▶ **Records from a data source**:
● ● ● ● ●
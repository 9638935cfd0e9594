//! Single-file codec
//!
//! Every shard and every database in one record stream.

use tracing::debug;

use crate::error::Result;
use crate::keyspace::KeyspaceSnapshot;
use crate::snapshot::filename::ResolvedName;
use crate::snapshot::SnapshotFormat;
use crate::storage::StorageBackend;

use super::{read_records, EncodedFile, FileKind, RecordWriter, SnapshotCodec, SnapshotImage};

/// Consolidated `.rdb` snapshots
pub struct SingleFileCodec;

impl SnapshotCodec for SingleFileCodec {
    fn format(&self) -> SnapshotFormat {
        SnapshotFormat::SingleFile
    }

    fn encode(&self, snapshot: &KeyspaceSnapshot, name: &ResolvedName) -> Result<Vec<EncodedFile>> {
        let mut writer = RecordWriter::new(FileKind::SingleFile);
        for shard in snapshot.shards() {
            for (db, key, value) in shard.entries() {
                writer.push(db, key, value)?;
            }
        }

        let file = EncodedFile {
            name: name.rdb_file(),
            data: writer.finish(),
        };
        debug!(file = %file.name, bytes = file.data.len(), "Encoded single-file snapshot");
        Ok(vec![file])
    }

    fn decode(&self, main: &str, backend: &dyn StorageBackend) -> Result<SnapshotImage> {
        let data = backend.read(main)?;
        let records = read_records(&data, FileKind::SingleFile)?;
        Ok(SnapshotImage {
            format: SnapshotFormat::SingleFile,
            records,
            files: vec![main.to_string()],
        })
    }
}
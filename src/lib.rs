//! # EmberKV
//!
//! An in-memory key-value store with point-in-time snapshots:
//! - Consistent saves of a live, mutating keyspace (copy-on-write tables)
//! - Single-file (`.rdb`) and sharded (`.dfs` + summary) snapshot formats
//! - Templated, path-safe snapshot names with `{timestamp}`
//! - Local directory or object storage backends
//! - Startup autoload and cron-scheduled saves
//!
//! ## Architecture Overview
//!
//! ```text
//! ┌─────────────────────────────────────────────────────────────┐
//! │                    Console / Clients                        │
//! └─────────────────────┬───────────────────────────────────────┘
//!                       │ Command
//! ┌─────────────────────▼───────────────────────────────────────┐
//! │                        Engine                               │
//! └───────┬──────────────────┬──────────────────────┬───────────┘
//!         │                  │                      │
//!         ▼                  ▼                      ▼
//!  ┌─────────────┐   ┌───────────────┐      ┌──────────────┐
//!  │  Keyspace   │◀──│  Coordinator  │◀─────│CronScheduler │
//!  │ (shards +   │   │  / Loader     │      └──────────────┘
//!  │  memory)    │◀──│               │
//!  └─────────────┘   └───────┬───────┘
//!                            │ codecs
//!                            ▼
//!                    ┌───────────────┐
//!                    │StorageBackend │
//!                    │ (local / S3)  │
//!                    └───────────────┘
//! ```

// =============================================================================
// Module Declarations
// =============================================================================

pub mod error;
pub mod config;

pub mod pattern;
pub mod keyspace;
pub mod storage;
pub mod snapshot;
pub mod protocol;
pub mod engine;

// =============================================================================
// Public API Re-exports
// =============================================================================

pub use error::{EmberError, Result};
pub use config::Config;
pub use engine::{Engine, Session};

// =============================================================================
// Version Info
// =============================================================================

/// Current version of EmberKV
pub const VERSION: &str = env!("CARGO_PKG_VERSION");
● ● ● ● ●
▶ **Action item**:
Across the records, how many lines carry the word "ResolvedName"? The answer should be a number alone.

▶ **Solution to this exercise**:
2